Era una nación cuya pujanza y originalidad maravilló a José Martí, gran mambí de los mambises que vivió en el monstruo y conoció sus entrañas, ciertamente, pero que, además de su honda de David, tenía botas de siete leguas y ojos para ver y lengua para preguntar y por eso supo contarnos por igual los buenos y los malos Estados Unidos de aquella era.
“Yo esculpiría en pórfido las estatuas de los hombres que fraguaron la Constitución de los Estados Unidos”, dejó escrito el gran admirador de Whitman. En el proceso, creó, pensando en sus miles de lectores de toda la América española, un género nuevo: la crónica periodística, honda y de alcance continental, que aún inspira a lo mejor de la inteligencia latinoamericana.
Mark Twain hace que un yanqui de Connecticut explique las reglas del béisbol a un caballero de la Tabla Redonda del rey Artús y el efecto cómico es deslumbrante.
Sin embargo, me pregunto qué no habría logrado Martí, que supo contarnos ejemplarmente el proceso de los siete anarquistas de Chicago, las andanzas del bandido Jesse James, la fundación de un pueblo en territorio indio y un día de elecciones presidenciales en Coney Island, puesto a explicar las reglas del béisbol a sus lectores de La Nación de Buenos Aires en 1881.
La historia de cómo se diseminó la práctica del béisbol por toda la Cuenca de Caribe, dotándonos de una lengua franca, el “beisbolés”, llenaría volúmenes de intrahistoria regional. A mi patria chica lo llevaron desde Baltimore unas buenas personas caraqueñas, gente de posibles y de ideas liberales, hacia 1895.
A comienzos del siglo XX, se jugaba ya en todo el país la variante feral del juego que los venezolanos llamamos “caimanera”. De modo que no fue cosa del cuerpo de marines yanqui ni de las compañías petroleras sino, lo digo tomando prestada la idea de Granés, obra de nuestra latinoamericana propensión a la impureza cultural.
En mis sueños, esa “borrosa patria de los muertos”, voy a menudo al Stadium Universitario, durante décadas el único parque de béisbol caraqueño digno de ese nombre.
No voy solo, voy con mi primo, el difunto Efraín Espinoza, que escribe de deportes para Venezuela Gráfica, es domingo, tengo 15 años y se juega un partido entre Leones del Caracas y Tiburones de La Guaira. Como es un sueño recurrente, el invariable lanzador de mis Leones es el gran Luis Tiant.

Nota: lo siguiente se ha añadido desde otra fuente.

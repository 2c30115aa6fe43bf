mod issue;
mod models;
mod rating;

pub use issue::*;
pub use models::*;
pub use rating::*;
mod computer;
mod evaluator;

pub use computer::QualityGateComputer;
pub use evaluator::{ConditionEvaluator, Evaluation, MeasureValue};
use serde::{Deserialize, Serialize};

/// Kind of node in the component tree.
#[derive(Debug, Clone, Copy, PartialEq, Eq, Serialize, Deserialize)]
pub enum ComponentType {
    File,
    Directory,
    Module,
    Project,
}

impl ComponentType {
    pub fn as_str(self) -> &'static str {
        match self {
            ComponentType::File => "FILE",
            ComponentType::Directory => "DIRECTORY",
            ComponentType::Module => "MODULE",
            ComponentType::Project => "PROJECT",
        }
    }

    pub fn parse(s: &str) -> Option<ComponentType> {
        match s {
            "FILE" => Some(ComponentType::File),
            "DIRECTORY" => Some(ComponentType::Directory),
            "MODULE" => Some(ComponentType::Module),
            "PROJECT" => Some(ComponentType::Project),
            _ => None,
        }
    }
}

/// A node of the component tree (file, directory, module or project root).
///
/// `uuid_path` is the dotted chain of ancestor uuids from the project root
/// down to the parent, e.g. `.P1.D1.` for a file inside directory `D1` of
/// project `P1`. The project root carries `.`.
#[derive(Debug, Clone, Serialize, Deserialize)]
pub struct Component {
    pub uuid: String,
    pub project_uuid: String,
    pub uuid_path: String,
    pub name: String,
    pub qualifier: ComponentType,
}

impl Component {
    /// Ancestor uuids ordered root-first, excluding the component itself.
    pub fn ancestor_uuids(&self) -> Vec<&str> {
        self.uuid_path
            .split('.')
            .filter(|s| !s.is_empty())
            .collect()
    }
}

/// Value type of a metric. The condition evaluator is the one place where
/// every arm is matched exhaustively.
#[derive(Debug, Clone, Copy, PartialEq, Eq, Serialize, Deserialize)]
pub enum ValueType {
    Boolean,
    Int,
    Long,
    Double,
    Text,
    Level,
    Data,
    NoValue,
}

impl ValueType {
    pub fn as_str(self) -> &'static str {
        match self {
            ValueType::Boolean => "BOOLEAN",
            ValueType::Int => "INT",
            ValueType::Long => "LONG",
            ValueType::Double => "DOUBLE",
            ValueType::Text => "STRING",
            ValueType::Level => "LEVEL",
            ValueType::Data => "DATA",
            ValueType::NoValue => "NO_VALUE",
        }
    }

    pub fn parse(s: &str) -> Option<ValueType> {
        match s {
            "BOOLEAN" => Some(ValueType::Boolean),
            "INT" => Some(ValueType::Int),
            "LONG" => Some(ValueType::Long),
            "DOUBLE" => Some(ValueType::Double),
            "STRING" => Some(ValueType::Text),
            "LEVEL" => Some(ValueType::Level),
            "DATA" => Some(ValueType::Data),
            "NO_VALUE" => Some(ValueType::NoValue),
            _ => None,
        }
    }
}

#[derive(Debug, Clone, Serialize, Deserialize)]
pub struct Metric {
    pub id: i64,
    pub key: String,
    pub value_type: ValueType,
}

/// One persisted measure cell per (component, metric), kept in sync with
/// the issue population between analyses.
///
/// `value` and `variation` together encode the current value and the
/// new-code delta: when `variation` is set, `value - variation` is the
/// value at the leak period boundary.
#[derive(Debug, Clone, Serialize, Deserialize)]
pub struct LiveMeasure {
    #[serde(skip_serializing_if = "Option::is_none")]
    pub uuid: Option<String>,
    pub component_uuid: String,
    pub project_uuid: String,
    pub metric_id: i64,
    #[serde(skip_serializing_if = "Option::is_none")]
    pub value: Option<f64>,
    #[serde(skip_serializing_if = "Option::is_none")]
    pub data: Option<String>,
    #[serde(skip_serializing_if = "Option::is_none")]
    pub variation: Option<f64>,
    #[serde(skip_serializing_if = "Option::is_none")]
    pub gate_status: Option<String>,
    #[serde(skip_serializing_if = "Option::is_none")]
    pub gate_text: Option<String>,
}

impl LiveMeasure {
    pub fn new(component_uuid: &str, project_uuid: &str, metric_id: i64) -> LiveMeasure {
        LiveMeasure {
            uuid: None,
            component_uuid: component_uuid.to_string(),
            project_uuid: project_uuid.to_string(),
            metric_id,
            value: None,
            data: None,
            variation: None,
            gate_status: None,
            gate_text: None,
        }
    }
}

/// Last-analysis marker of a project. An issue is in the leak period iff
/// its creation date is at or after `period_date`; without a period date
/// nothing is in leak.
#[derive(Debug, Clone, Serialize, Deserialize)]
pub struct Snapshot {
    pub uuid: String,
    pub project_uuid: String,
    #[serde(skip_serializing_if = "Option::is_none")]
    pub period_date: Option<i64>,
}

#[derive(Debug, Clone, Serialize, Deserialize)]
pub struct QualityGate {
    pub id: i64,
    pub name: String,
}

/// A single gate condition: metric, operator and warn/error thresholds.
/// `period` restricts the condition to the new-code variation when set.
#[derive(Debug, Clone, Serialize, Deserialize)]
pub struct QualityGateCondition {
    pub id: i64,
    pub gate_id: i64,
    pub metric_id: i64,
    pub operator: String,
    #[serde(skip_serializing_if = "Option::is_none")]
    pub warning_threshold: Option<String>,
    #[serde(skip_serializing_if = "Option::is_none")]
    pub error_threshold: Option<String>,
    #[serde(skip_serializing_if = "Option::is_none")]
    pub period: Option<i32>,
}

#[derive(Debug, Clone, Copy, PartialEq, Eq)]
pub enum Operator {
    Eq,
    Ne,
    Gt,
    Lt,
}

impl Operator {
    pub fn as_str(self) -> &'static str {
        match self {
            Operator::Eq => "EQ",
            Operator::Ne => "NE",
            Operator::Gt => "GT",
            Operator::Lt => "LT",
        }
    }

    pub fn parse(s: &str) -> Option<Operator> {
        match s {
            "EQ" => Some(Operator::Eq),
            "NE" => Some(Operator::Ne),
            "GT" => Some(Operator::Gt),
            "LT" => Some(Operator::Lt),
            _ => None,
        }
    }
}

#[cfg(test)]
mod tests {
    use super::*;

    #[test]
    fn test_ancestor_uuids() {
        let file = Component {
            uuid: "F1".to_string(),
            project_uuid: "P1".to_string(),
            uuid_path: ".P1.D1.".to_string(),
            name: "file.rs".to_string(),
            qualifier: ComponentType::File,
        };
        assert_eq!(file.ancestor_uuids(), vec!["P1", "D1"]);

        let project = Component {
            uuid: "P1".to_string(),
            project_uuid: "P1".to_string(),
            uuid_path: ".".to_string(),
            name: "project".to_string(),
            qualifier: ComponentType::Project,
        };
        assert!(project.ancestor_uuids().is_empty());
    }

    #[test]
    fn test_value_type_round_trip() {
        for vt in [
            ValueType::Boolean,
            ValueType::Int,
            ValueType::Long,
            ValueType::Double,
            ValueType::Text,
            ValueType::Level,
            ValueType::Data,
            ValueType::NoValue,
        ] {
            assert_eq!(ValueType::parse(vt.as_str()), Some(vt));
        }
        assert_eq!(ValueType::parse("FLOAT"), None);
    }
}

En Caracas se ha inaugurado hace pocos días un parque de béisbol monumental al que los pedantes del régimen estuvieron a punto de bautizar Stadium Hugo Chávez. Ante la protesta universal por tan grosera desmesura se decidieron por otra desmesura: Stadium Simón Bolívar, aunque todos lo llamen ya por el sitio donde lo construyeron, La Rinconada.
Allí se juega en estos momentos la Serie del Caribe: compiten República Dominicana, México, Puerto Rico, Cuba, Colombia, Curazao y Panamá, además del país anfitrión. Caben, me cuentan, 38.000 espectadores bien sentados. La final se juega el próximo viernes 10, a las 19.30 horas locales.
Me late que será entre México y Dominicana; mi favorito en México; Rodolfo Amador, tercer cojín de Los Mochis, ha causado sensación, cuentan los panas del WhatsApp.
No he pisado un parque de béisbol aromado de caraqueñas glamorosas y conocedoras del juego, de cerveza y pinchos de solomo desde hace trece años. América Latina es un lugar impuro. Y el exilio, escribe Saint-John Perse, es un lugar flagrante y nulo.